Many efforts have been made in describing the regulation of FURs. Some early proposed methods are based on traditional deterministic models with minimum capacity constraints to enable scheduling results that cope with uncertainties within a certain cost [5]. In [6], a multi-timescale model for FURs in the day-ahead dispatch is proposed, achieving optimized configuration with intervals of 10, 15, and 30 min. Both [5] and [6] are based on deterministic models, which impose high requirements on the precise assessment of flexibility demands. To deal with the inevitable uncertainties, [7] demonstrates the superiority of the stochastic optimization model over the deterministic unit commitment model considering FUR provisions. The stochastic optimization method transforms a stochastic optimization problem into an optimization scheduling problem under multiple probabilistic scenarios by constructing a chance-constrained model of system-related uncertain variables and limiting the probability of these chance constraints [8,9]. Unlike the stochastic optimization method, robust optimization does not rely on the precise probability distribution of system-uncertain variables. Instead, it uses uncertainty set parameters based on statistical intervals to solve for the economic dispatch due to its ability to provide an acceptable performance for all implementations of uncertain inputs [10,11]. In [12], a flexible regulation cost is introduced into the model to balance the robustness and economic efficiency of the robust optimization results. Furthermore, methods based on new theories such as reinforcement learning have been applied to handle the optimization problems of FURs. The authors of [13] explore and utilize the uncertainty and fluctuation patterns of wind power, PV power, and multi-energy loads through deep reinforcement learning methods to achieve system optimization scheduling and decision-making under complex scenarios. Other control strategies for microgrids, energy storage systems, and electric vehicles can be found in [14,15,16], respectively. Additionally, the demand response of integrated FURs has been comprehensively considered in [17,18,19] for the coordination of integrated energy systems.
Although considerable progress has been made in the modeling of FURs, most coordination strategies are based on centralized solutions to the optimal power flow problem. A second-order cone programming (SOCP) approach is employed in [20,21] to optimize the active and reactive power output of FURs in distribution networks. These centralized methods require the control center to collect operational parameters of all distributed RESs in real time, which is challenging and infringes on user privacy, especially in complex distribution networks [22]. Distributed coordination architectures have attracted significant attention as they enable regional grids to achieve high autonomy in addressing local contingencies through interactions between neighbors [23]. Due to its excellent convergence performance, the alternating direction method of multipliers (ADMM) technique is applied in [24,25] to obtain global solutions through local optimization updates. However, conventional distributed algorithms require multiple iterations before applying the final converged solution to local controllers. By the time convergence is achieved, the control objectives may have significantly deviated from the initial states due to the fast fluctuations in PV power outputs in real time. Consequently, the response speed of local controllers cannot keep up with the rapid changes in system status, hindering the online application of the program.
In this paper, we propose a distributed control strategy based on the dual ascent method to optimize distribution network operations involving FURs. By decoupling the centralized optimization operation model of the distribution network, our approach aims to maintain voltage within acceptable ranges while minimizing the total operating cost, including network losses and the regulation cost of flexible resources. As illustrated in Figure 1, unlike traditional distributed algorithms that require complete convergence before applying the results, the proposed method is proven to have asymptotic convergence and can update and output control commands at each iteration. This facilitates a prompt and effective response to variations in PV power output.

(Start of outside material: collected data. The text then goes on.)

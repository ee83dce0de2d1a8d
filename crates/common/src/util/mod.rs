// This program is free software: you can redistribute it and/or modify it under
// the terms of the GNU General Public License as published by the Free Software
// Foundation, version 3.
//
// This program is distributed in the hope that it will be useful, but WITHOUT
// ANY WARRANTY; without even the implied warranty of MERCHANTABILITY or FITNESS
// FOR A PARTICULAR PURPOSE. See the GNU General Public License for more details.
//
// You should have received a copy of the GNU General Public License along with
// this program. If not, see <https://www.gnu.org/licenses/>.
//

mod bitenum;

pub use bitenum::BitEnum;
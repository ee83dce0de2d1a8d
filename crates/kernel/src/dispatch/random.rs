// This program is free software: you can redistribute it and/or modify it under
// the terms of the GNU General Public License as published by the Free Software
// Foundation, version 3.
//
// This program is distributed in the hope that it will be useful, but WITHOUT
// ANY WARRANTY; without even the implied warranty of MERCHANTABILITY or FITNESS
// FOR A PARTICULAR PURPOSE. See the GNU General Public License for more details.
//
// You should have received a copy of the GNU General Public License along with
// this program. If not, see <https://www.gnu.org/licenses/>.
//

use ahash::AHashMap;
use ember_var::Uid;

/// Side index of every entity holding at least one random-category trigger.
/// Random polling walks this instead of the whole container map, and walks
/// only a fraction of it per tick so a large world amortizes the scan over
/// a full cycle.
pub struct RandomIndex {
    members: Vec<Uid>,
    pos: AHashMap<Uid, usize>,
    cursor: usize,
}

impl RandomIndex {
    pub fn new() -> Self {
        Self {
            members: Vec::new(),
            pos: AHashMap::new(),
            cursor: 0,
        }
    }

    /// Idempotent insert.
    pub fn add(&mut self, uid: Uid) {
        if self.pos.contains_key(&uid) {
            return;
        }
        self.pos.insert(uid, self.members.len());
        self.members.push(uid);
    }

    /// Swap-remove; order of members is not meaningful.
    pub fn remove(&mut self, uid: Uid) {
        let Some(idx) = self.pos.remove(&uid) else {
            return;
        };
        self.members.swap_remove(idx);
        if let Some(&moved) = self.members.get(idx) {
            self.pos.insert(moved, idx);
        }
        if self.cursor > self.members.len() {
            self.cursor = 0;
        }
    }

    pub fn contains(&self, uid: Uid) -> bool {
        self.pos.contains_key(&uid)
    }

    /// The next slice of members to poll, sized so that `cycle` consecutive
    /// calls cover the whole index at least once. The cursor wraps.
    pub fn take_slice(&mut self, cycle: usize) -> Vec<Uid> {
        if self.members.is_empty() {
            return Vec::new();
        }
        let cycle = cycle.max(1);
        let quota = self.members.len().div_ceil(cycle);
        let mut slice = Vec::with_capacity(quota);
        for _ in 0..quota {
            if self.cursor >= self.members.len() {
                self.cursor = 0;
            }
            slice.push(self.members[self.cursor]);
            self.cursor += 1;
        }
        slice
    }

    pub fn len(&self) -> usize {
        self.members.len()
    }

    pub fn is_empty(&self) -> bool {
        self.members.is_empty()
    }
}

impl Default for RandomIndex {
    fn default() -> Self {
        Self::new()
    }
}

#[cfg(test)]
mod tests {
    use super::*;
    use ember_var::EntityKind;

    fn mob(n: u64) -> Uid {
        Uid::mk(EntityKind::Mob, n)
    }

    #[test]
    fn full_cycle_covers_everyone() {
        let mut idx = RandomIndex::new();
        for n in 0..10 {
            idx.add(mob(n));
        }
        let mut seen = Vec::new();
        for _ in 0..5 {
            seen.extend(idx.take_slice(5));
        }
        seen.sort();
        seen.dedup();
        assert_eq!(seen.len(), 10);
    }

    #[test]
    fn add_is_idempotent() {
        let mut idx = RandomIndex::new();
        idx.add(mob(1));
        idx.add(mob(1));
        assert_eq!(idx.len(), 1);
    }

    #[test]
    fn remove_mid_scan_stays_consistent() {
        let mut idx = RandomIndex::new();
        for n in 0..6 {
            idx.add(mob(n));
        }
        idx.take_slice(3);
        idx.remove(mob(0));
        idx.remove(mob(5));
        assert_eq!(idx.len(), 4);
        assert!(!idx.contains(mob(0)));
        // Remaining members still all reachable over a cycle.
        let mut seen = Vec::new();
        for _ in 0..3 {
            seen.extend(idx.take_slice(3));
        }
        seen.sort();
        seen.dedup();
        assert_eq!(seen.len(), 4);
    }

    #[test]
    fn empty_index_yields_nothing() {
        let mut idx = RandomIndex::new();
        assert!(idx.take_slice(5).is_empty());
    }
}
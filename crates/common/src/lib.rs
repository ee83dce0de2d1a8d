// This program is free software: you can redistribute it and/or modify it under
// the terms of the GNU General Public License as published by the Free Software
// Foundation, version 3.
//
// This program is distributed in the hope that it will be useful, but WITHOUT
// ANY WARRANTY; without even the implied warranty of MERCHANTABILITY or FITNESS
// FOR A PARTICULAR PURPOSE. See the GNU General Public License for more details.
//
// You should have received a copy of the GNU General Public License along with
// this program. If not, see <https://www.gnu.org/licenses/>.
//

//! Shared model types between the trigger kernel and the host game:
//! event categories and interest masks, the attach-kind taxonomy, and the
//! `World` trait the engine calls effects through.

pub mod model;
pub mod util;

pub use model::{
    AttachKind, DoorCommand, EffectOutcome, EffectRequest, HookOutcome, LoadedEntity, TrigEvent,
    TriggerId, World, WorldError,
};
pub use util::BitEnum;
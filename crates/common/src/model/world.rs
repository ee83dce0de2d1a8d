// This program is free software: you can redistribute it and/or modify it under
// the terms of the GNU General Public License as published by the Free Software
// Foundation, version 3.
//
// This program is distributed in the hope that it will be useful, but WITHOUT
// ANY WARRANTY; without even the implied warranty of MERCHANTABILITY or FITNESS
// FOR A PARTICULAR PURPOSE. See the GNU General Public License for more details.
//
// You should have received a copy of the GNU General Public License along with
// this program. If not, see <https://www.gnu.org/licenses/>.
//

//! The seam between the trigger engine and the rest of the game. The engine
//! never touches entity storage directly: reads and effect primitives all go
//! through this trait, injected at each hook call, so tests substitute a
//! fake and the engine stays ignorant of the host's data layout.

use crate::model::TriggerId;
use ember_var::{EntityKind, Symbol, Uid, Var};
use thiserror::Error;

#[derive(Debug, Error, Clone, Eq, PartialEq)]
pub enum WorldError {
    #[error("no such entity: {0}")]
    NoSuchEntity(Uid),
    #[error("no prototype {vnum} for {kind}")]
    NoSuchPrototype { kind: EntityKind, vnum: u32 },
    #[error("effect not applicable: {0}")]
    NotApplicable(String),
}

/// A fully-resolved effect primitive, ready for the host to apply. The
/// driver evaluates all argument expressions before building one of these,
/// so the host never sees script state.
#[derive(Debug, Clone, PartialEq)]
pub enum EffectRequest {
    ModifyAttr {
        target: Uid,
        attr: Symbol,
        value: Var,
    },
    ApplyAffect {
        target: Uid,
        affect: Symbol,
        duration_secs: i64,
        modifier: i64,
    },
    RemoveAffect {
        target: Uid,
        affect: Symbol,
    },
    Damage {
        target: Uid,
        amount: i64,
    },
    Heal {
        target: Uid,
        amount: i64,
    },
    Teleport {
        target: Uid,
        to: Uid,
    },
    Terraform {
        room: Uid,
        sector: i64,
    },
    DeedToEmpire {
        target: Uid,
        empire: Uid,
    },
    /// Create an entity from a template. The engine has already allocated
    /// `uid` in its lookup table; the host instantiates the entity under
    /// that identity.
    LoadEntity {
        uid: Uid,
        kind: EntityKind,
        vnum: u32,
        location: Uid,
    },
    Purge {
        target: Uid,
    },
    Echo {
        location: Uid,
        text: String,
    },
}

/// An entity the host created while applying an effect, along with the
/// trigger prototypes its template says to attach. The engine attaches them
/// and fires the Load dispatch, depth-bounded with the invoking script.
#[derive(Debug, Clone, PartialEq)]
pub struct LoadedEntity {
    pub uid: Uid,
    pub triggers: Vec<TriggerId>,
}

/// What applying an effect did beyond its direct mutation. Loaded entities
/// get nested Load dispatches; purged ones feed the purge tracker and, when
/// one of them owns the running script, stop it at the next statement.
#[derive(Debug, Clone, Default, PartialEq)]
pub struct EffectOutcome {
    pub loaded: Vec<LoadedEntity>,
    pub purged: Vec<Uid>,
}

impl EffectOutcome {
    pub fn none() -> Self {
        Self::default()
    }
}

/// Host-side world state, as visible to running scripts and dispatch hooks.
///
/// Reads take `&self`; the single mutating entry point is `apply`. An effect
/// either applies wholly or fails with an error the driver logs and skips —
/// there is no partial application for a script to observe.
pub trait World {
    /// Read a named attribute of an entity. `None` if the entity or the
    /// attribute doesn't exist; the script sees a null value.
    fn attr(&self, entity: Uid, name: Symbol) -> Option<Var>;

    /// The room an entity is in (or `None` for rooms themselves and for
    /// entities nowhere in the world).
    fn location_of(&self, entity: Uid) -> Option<Uid>;

    /// Everything directly inside a room: mobs, players, objects, vehicles.
    fn contents(&self, room: Uid) -> Vec<Uid>;

    /// Objects carried or worn by a character.
    fn inventory(&self, holder: Uid) -> Vec<Uid>;

    /// Whether any player is close enough that random triggers here should
    /// run. Global-flagged triggers bypass this gate.
    fn players_nearby(&self, room: Uid) -> bool;

    /// Apply one effect primitive.
    fn apply(&mut self, effect: EffectRequest) -> Result<EffectOutcome, WorldError>;
}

2. Centralized Model of Power Regulation

In the centralized approach, the power system operator collects electrical parameters from all buses and assigns control commands to individual agents based on optimization results, as shown in Figure 2. Given the typical goal of optimizing power flow subject to operational constraints, the formulation of the dispatch scheme, incorporating PV systems and FURs, is summarized as follows.

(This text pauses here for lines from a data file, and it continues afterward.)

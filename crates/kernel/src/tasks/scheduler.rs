// This program is free software: you can redistribute it and/or modify it under
// the terms of the GNU General Public License as published by the Free Software
// Foundation, version 3.
//
// This program is distributed in the hope that it will be useful, but WITHOUT
// ANY WARRANTY; without even the implied warranty of MERCHANTABILITY or FITNESS
// FOR A PARTICULAR PURPOSE. See the GNU General Public License for more details.
//
// You should have received a copy of the GNU General Public License along with
// this program. If not, see <https://www.gnu.org/licenses/>.
//

use crate::script::InstanceId;
use ahash::AHashMap;
use ember_var::Uid;
use std::cmp::Reverse;
use std::collections::BinaryHeap;

/// Handle to a pending wake-up, held by the suspended instance. Cancelling
/// through the handle is lazy: the heap entry stays behind and is skipped
/// when it surfaces.
#[derive(Copy, Clone, Debug, Eq, PartialEq, Hash)]
pub struct WaitHandle(u64);

#[derive(Debug)]
struct WaitEntry {
    wake_at: u64,
    owner: Uid,
    instance: InstanceId,
}

/// A pending wake-up that has come due.
#[derive(Debug, Clone, Eq, PartialEq)]
pub struct DueWake {
    pub owner: Uid,
    pub instance: InstanceId,
}

/// Min-heap of pending wake-ups, keyed by absolute pulse. Two waits landing
/// on the same pulse fire in the order they were enqueued; the monotonic
/// sequence number breaks the tie.
pub struct WaitQueue {
    heap: BinaryHeap<Reverse<(u64, u64)>>,
    entries: AHashMap<u64, WaitEntry>,
    next_seq: u64,
}

impl WaitQueue {
    pub fn new() -> Self {
        Self {
            heap: BinaryHeap::new(),
            entries: AHashMap::new(),
            next_seq: 0,
        }
    }

    /// Schedule a wake-up at the given absolute pulse.
    pub fn enqueue(&mut self, wake_at: u64, owner: Uid, instance: InstanceId) -> WaitHandle {
        let seq = self.next_seq;
        self.next_seq += 1;
        self.entries.insert(
            seq,
            WaitEntry {
                wake_at,
                owner,
                instance,
            },
        );
        self.heap.push(Reverse((wake_at, seq)));
        WaitHandle(seq)
    }

    /// Drop a pending wake-up. The heap entry is left to be skipped later.
    pub fn cancel(&mut self, handle: WaitHandle) {
        self.entries.remove(&handle.0);
    }

    /// Pop every wake-up due at or before `pulse`, in (pulse, enqueue)
    /// order. Cancelled entries are silently discarded as they surface.
    pub fn collect_due(&mut self, pulse: u64) -> Vec<DueWake> {
        let mut due = Vec::new();
        while let Some(&Reverse((wake_at, seq))) = self.heap.peek() {
            if wake_at > pulse {
                break;
            }
            self.heap.pop();
            if let Some(entry) = self.entries.remove(&seq) {
                due.push(DueWake {
                    owner: entry.owner,
                    instance: entry.instance,
                });
            }
        }
        due
    }

    /// Number of live (uncancelled) pending wake-ups.
    pub fn len(&self) -> usize {
        self.entries.len()
    }

    pub fn is_empty(&self) -> bool {
        self.entries.is_empty()
    }
}

impl Default for WaitQueue {
    fn default() -> Self {
        Self::new()
    }
}

#[cfg(test)]
mod tests {
    use super::*;
    use ember_var::EntityKind;

    fn mob(n: u64) -> Uid {
        Uid::mk(EntityKind::Mob, n)
    }

    #[test]
    fn due_in_pulse_then_fifo_order() {
        let mut q = WaitQueue::new();
        q.enqueue(20, mob(1), InstanceId(1));
        q.enqueue(10, mob(2), InstanceId(2));
        q.enqueue(10, mob(3), InstanceId(3));

        let due = q.collect_due(10);
        let ids: Vec<u64> = due.iter().map(|d| d.instance.0).collect();
        assert_eq!(ids, vec![2, 3]);
        assert_eq!(q.len(), 1);

        let due = q.collect_due(25);
        assert_eq!(due.len(), 1);
        assert_eq!(due[0].instance, InstanceId(1));
        assert!(q.is_empty());
    }

    #[test]
    fn cancelled_entries_never_fire() {
        let mut q = WaitQueue::new();
        let h = q.enqueue(5, mob(1), InstanceId(1));
        q.enqueue(5, mob(2), InstanceId(2));
        q.cancel(h);
        assert_eq!(q.len(), 1);

        let due = q.collect_due(5);
        assert_eq!(due.len(), 1);
        assert_eq!(due[0].instance, InstanceId(2));
    }

    #[test]
    fn nothing_due_before_deadline() {
        let mut q = WaitQueue::new();
        q.enqueue(100, mob(1), InstanceId(1));
        assert!(q.collect_due(99).is_empty());
        assert_eq!(q.len(), 1);
    }
}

2.1. Objective Function of Distribution Networks

The objective function for the entire system is to minimize the overall cost, which includes the network losses P L o s s and the compensation cost P C o s t associated with the regulation of FURs, namely
min P L o s s + P C o s t

2.1.1. Network Losses

The network losses P L o s s are determined by
P L o s s = i j L P i j 2 + Q i j 2 V i 2 r i j i j L P i j 2 + Q i j 2 V 0 2 r i j
where L represents the set of lines; r i j is the resistance of line i j ; P i j and Q i j denote the active and reactive power flow on line i j and are dependent variables influenced by the optimized decision variables; and V i and V 0 represent the voltage magnitudes at bus i and the substation bus, respectively. Given that the voltage drop along the distribution network is not significant, we make a reasonable assumption that V i V 0 1 for ease of calculation.

2.1.2. Compensation Cost

The compensation cost P C o s t is evaluated by a convex quadratic function [26] and can be expressed as
P C o s t = f P F R = N · P F R T R P F R
where P F R represents the output of FURs; and R is a positive definite matrix, and its properties will be discussed in more detail in Section 2.3. Clearly, f P F R exhibits strict monotonicity, which is consistent with the trend of the compensation cost. N denotes a correlation coefficient, where a larger value of N means a higher compensation cost and leads to reduced power support of FURs, and vice versa.

2.2. Operational Constraints of Distribution Networks

The goal of distribution networks is to optimize energy efficiency and reduce network losses by adjusting the dispatch scheme for distributed energy resources and flexible loads. To achieve these objectives, it is essential to consider operational constraints, including power flow constraints, inverter control constraints, voltage violation constraints, and power regulation constraints.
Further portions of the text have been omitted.